実は前日にも、なんだか嫌われているなと感じたことがありました。アップルワインで有名な居酒屋に夕食を食べに行ったのですが、店員が相席しろと指示した先のテーブルにいたドイツ人男性は、ここにくるな、と手で私を追い払いました。こんな奴の隣で食べても、うまいものも不味くなるしと私もテーブルを離れましたが、もやっとした気持ちが残りました。

以前訪れた南欧でアフリカ系に目の端を引っ張りながら、チンチャンチョンと揶揄されたことはありましたが、オランダでは一度もアジアンヘイトを受けていなかったため、フランクフルトの2日間で3度の差別に出くわしたことは少なからず衝撃でした。私の中では、フランクフルト=アジアンヘイトのある残念な都市という印象を残しましたが、何もこれはフランクフルトやドイツに限定された話ではないし、オランダにもそして世界の至る所で存在する話だと思います。そしてどうやらモンゴロイドは、コーカソイドネグロイド以下だと考えている人々は決して少なくないのです。

余談ですが、私はこういう人たちにはジョークで、遠藤周作の『黄色い人』で出てくる逸話を話してあげたくなります。かいつまんで話すと、神様が人型のクッキーを焼きました。最初はあまりに早くオーブンから出しすぎて生焼けで白いクッキーになった、これが白色人種だ、と。2回目はしっかり焼いたら焦げてしまった、これが黒色人種になって、3回目でようやくちょうどよく焼けて、これが黄色人種になった、という話です。まあ、人種差別者にこのジョークはとうてい通用しないのでしょうが。

マイン川の美しい夕暮れ。以前ヨーロッパに留学していた知人から、西欧人は東欧人を馬鹿にし、東欧人がアジア人を馬鹿にするんだよ、という話を聞いて、”弱いものたちが夕暮れ、さらに弱いものをたたく”というブルーハーツの歌詞みたいだな、と思ったのを思い出しました。

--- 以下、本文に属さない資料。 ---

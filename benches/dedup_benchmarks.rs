use std::fs;
use std::path::Path;
use std::time::Duration;

use criterion::{black_box, criterion_group, criterion_main, BenchmarkId, Criterion};

use clap::Parser;
use dedup_cache::DigestCache;
use dedup_core::Args;
use dedup_resolver::analyze;
use dedup_tree::{build_forest, fold_directory_digest};

fn parse_args(path: &str) -> Args {
    Args::parse_from(["dedup", path])
}

/// Builds a tree of `width` sibling directories, each holding `files_per_dir`
/// files, where every even-indexed directory duplicates its neighbor. This
/// exercises both the Scanner's per-file hashing and the Resolver's
/// fixed-point loop under a predictable duplicate ratio.
fn create_test_tree(root: &Path, width: usize, files_per_dir: usize) -> std::io::Result<()> {
    for i in 0..width {
        let dir = root.join(format!("dir_{i:04}"));
        fs::create_dir_all(&dir)?;
        let content_group = i / 2;
        for f in 0..files_per_dir {
            let content = format!("content group {content_group} file {f}").repeat(64);
            fs::write(dir.join(format!("file_{f:03}.bin")), content.as_bytes())?;
        }
    }
    Ok(())
}

/// Benchmarks the full scan-then-resolve pipeline (the two most expensive
/// stages per the relative-share breakdown in the spec) across a range of
/// tree sizes.
fn bench_scan_and_resolve(c: &mut Criterion) {
    let temp_dir = std::env::temp_dir().join("dedup_bench_scan_resolve");
    let _ = fs::remove_dir_all(&temp_dir);
    fs::create_dir_all(&temp_dir).unwrap();

    let mut group = c.benchmark_group("scan_and_resolve");
    group.sample_size(10);
    group.measurement_time(Duration::from_secs(20));

    for &(width, files_per_dir) in &[(20, 5), (50, 10), (100, 10)] {
        let test_root = temp_dir.join(format!("tree_w{width}_f{files_per_dir}"));
        let _ = fs::remove_dir_all(&test_root);
        fs::create_dir_all(&test_root).unwrap();
        create_test_tree(&test_root, width, files_per_dir).unwrap();

        let label = format!("{} dirs x {} files", width, files_per_dir);
        let path_str = test_root.to_str().unwrap().to_string();

        group.bench_with_input(BenchmarkId::from_parameter(label), &path_str, |b, path_str| {
            b.iter(|| {
                let args = parse_args(path_str);
                let mut cache = DigestCache::default();
                let (mut forest, mut diagnostics) = build_forest(&args, &mut cache).unwrap();
                analyze(&mut forest, &args, &mut diagnostics).unwrap();
                black_box(forest.count_deleted())
            })
        });
    }

    group.finish();
    let _ = fs::remove_dir_all(&temp_dir);
}

/// Benchmarks the Merkle fold in isolation across varying child counts,
/// since every directory in a scan pays this cost once at finalize time.
fn bench_directory_fold(c: &mut Criterion) {
    let mut group = c.benchmark_group("directory_digest_fold");

    for size in [10, 100, 1_000, 10_000].iter() {
        let digests: Vec<String> = (0..*size).map(|i| format!("{:040x}", i)).collect();

        group.bench_with_input(BenchmarkId::from_parameter(format!("{size} children")), size, |b, _| {
            b.iter(|| black_box(fold_directory_digest(digests.iter().map(|s| s.as_str()))))
        });
    }

    group.finish();
}

criterion_group!(benches, bench_scan_and_resolve, bench_directory_fold);
criterion_main!(benches);
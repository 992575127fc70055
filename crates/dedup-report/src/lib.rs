pub mod format;
pub mod report;

pub use format::sizeof_fmt;
pub use report::generate_script;
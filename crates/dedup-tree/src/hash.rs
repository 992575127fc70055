use std::fmt::Write as _;
use std::fs::File;
use std::io::Read;
use std::path::Path;

use dedup_cache::DigestCache;
use dedup_core::DedupResult;
use digest::Digest;

/// Bytes read per `update()` call when streaming a file through the
/// hasher. Large enough to amortize syscall overhead, small enough to
/// keep memory flat regardless of file size.
const CHUNK_SIZE: usize = 64 * 1024;

/// The SHA-1 digest of the empty string. Every directory with no live
/// children folds to this constant, so two unrelated empty directories
/// are always considered duplicates of each other.
pub const EMPTY_DIGEST: &str = "da39a3ee5e6b4b0d3255bfef95601890afd80709";

/// Streaming SHA-1 hasher. A thin wrapper over the `sha1` crate so callers
/// never name the underlying implementation directly.
#[derive(Clone, Debug, Default)]
pub struct StreamingHasher {
    inner: sha1::Sha1,
}

impl StreamingHasher {
    pub fn new() -> Self {
        StreamingHasher { inner: sha1::Sha1::new() }
    }

    pub fn update(&mut self, data: &[u8]) {
        self.inner.update(data);
    }

    pub fn finalize_hex(self) -> String {
        to_hex(&self.inner.finalize())
    }
}

fn to_hex(bytes: &[u8]) -> String {
    let mut out = String::with_capacity(bytes.len() * 2);
    for byte in bytes {
        write!(&mut out, "{byte:02x}").expect("write! to String cannot fail");
    }
    out
}

/// Hashes a regular file's full contents, streaming it in fixed-size
/// chunks rather than reading it into memory at once.
pub fn hash_file(path: &Path) -> DedupResult<String> {
    let mut file = File::open(path)?;
    let mut hasher = StreamingHasher::new();
    let mut buf = vec![0u8; CHUNK_SIZE];
    loop {
        let n = file.read(&mut buf)?;
        if n == 0 {
            break;
        }
        hasher.update(&buf[..n]);
    }
    Ok(hasher.finalize_hex())
}

/// Looks up a file's digest in the cache, falling back to hashing it from
/// disk when the entry is missing or the cache is stale relative to the
/// file's modification time. Freshly computed digests are inserted back
/// into the cache for the caller to persist later.
pub fn hash_file_cached(path: &Path, modified: std::time::SystemTime, cache: &mut DigestCache) -> DedupResult<String> {
    if cache.is_fresh(modified) {
        if let Some(digest) = cache.get(path) {
            return Ok(digest.to_string());
        }
    }
    let digest = hash_file(path)?;
    cache.insert(path.to_path_buf(), digest.clone(), modified);
    Ok(digest)
}

/// Hashes many files concurrently across a bounded `rayon` pool. Pure and
/// cache-free by design: the directory walk decides which siblings are
/// cache misses, this function only does the I/O-bound hashing, and the
/// caller serializes the results back into the cache afterward. This
/// keeps the one shared mutable resource (the cache) off the worker
/// threads entirely.
pub fn hash_files_parallel(paths: &[std::path::PathBuf]) -> Vec<DedupResult<String>> {
    use rayon::prelude::*;
    paths.par_iter().map(|p| hash_file(p)).collect()
}

/// Folds a directory's digest from its immediate children's digests:
/// sort the child digest strings lexicographically, concatenate their
/// raw bytes in that order, and hash the result. Lexicographic sort
/// (rather than by name) keeps the fold order-independent of renames
/// that don't change the underlying content.
pub fn fold_directory_digest<'a>(child_digests: impl IntoIterator<Item = &'a str>) -> String {
    let mut digests: Vec<&str> = child_digests.into_iter().collect();
    digests.sort_unstable();

    let mut hasher = StreamingHasher::new();
    for digest in &digests {
        hasher.update(digest.as_bytes());
    }
    hasher.finalize_hex()
}
use std::time::Instant;

use anyhow::Result;
use dedup_cache::DigestCache;
use dedup_core::{parse_args, DedupError};
use dedup_report::generate_script;
use dedup_resolver::analyze;
use dedup_tree::build_forest;

mod harness;

fn main() {
    match run() {
        Ok(exit_code) => std::process::exit(exit_code),
        Err(err) => {
            eprintln!("dedup: error: {err:#}");
            std::process::exit(exit_code_for(&err));
        }
    }
}

/// Maps a fatal error to a distinct small exit code so operators and
/// scripts can tell "found a thing we must not trust" (the birthday
/// lottery) apart from a plain bad-input or cache failure.
fn exit_code_for(err: &anyhow::Error) -> i32 {
    match err.downcast_ref::<DedupError>() {
        Some(DedupError::BirthdayLottery { .. }) => 3,
        Some(DedupError::AncestryMismatch(_)) => 4,
        Some(DedupError::UnknownPathType(_)) => 2,
        Some(DedupError::Cache(_)) | Some(DedupError::Serialization(_)) => 5,
        Some(DedupError::Harness(_)) => 6,
        _ => 1,
    }
}

fn run() -> Result<i32> {
    let args = parse_args();

    if args.nuke_database {
        if let Some(db_path) = &args.database {
            DigestCache::nuke(db_path)?;
        }
    }

    if let Some(test_filter) = &args.run_tests {
        let filter = if test_filter.is_empty() { None } else { Some(test_filter.as_str()) };
        return harness::run_tests(filter);
    }

    if args.clean_database {
        let db_path = args
            .database
            .as_ref()
            .ok_or_else(|| DedupError::Cache("--clean-database requires --database".to_string()))?;
        let mut cache = DigestCache::open(db_path)?;
        let removed = cache.remove_missing();
        cache.save()?;
        println!("# removed {removed} stale entries from the cache");
        return Ok(0);
    }

    let start = Instant::now();

    let mut cache = match &args.database {
        Some(path) => DigestCache::open(path)?,
        None => DigestCache::default(),
    };

    let (mut forest, mut diagnostics) = build_forest(&args, &mut cache)?;

    if args.database.is_some() {
        cache.save()?;
    }

    analyze(&mut forest, &args, &mut diagnostics)?;

    for line in &diagnostics {
        println!("{line}");
    }

    let script = generate_script(&forest, start.elapsed());
    print!("{script}");

    Ok(0)
}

最後になりますが、今回このような体験をして感じたのは、一言、悔しい、ということです。私はアジアンであること、日本人であることにコンプレックスなど微塵も感じていないし、むしろ誇りを持っているくらいです。だからこそアジアの地位をもっと引き上げるために、努力して、非常にざっくりした表現ですが、すごくならなくてはいけない、と感じました。勤勉を武器に、アジア人が活躍し、勝手に下に見ている差別的な人々を黙らせたり、悔しがらせることができれば、これこそが素晴らしい仕返しになるだろうと思うのです。そして自分もそうしたアジアの一員として貢献するんだ、と帰りの夜行バスで決意したフランクフルト旅行でした。

最後に、罰金の50ユーロを負担してくれた、親に感謝です。助かりました。ありがとうございました。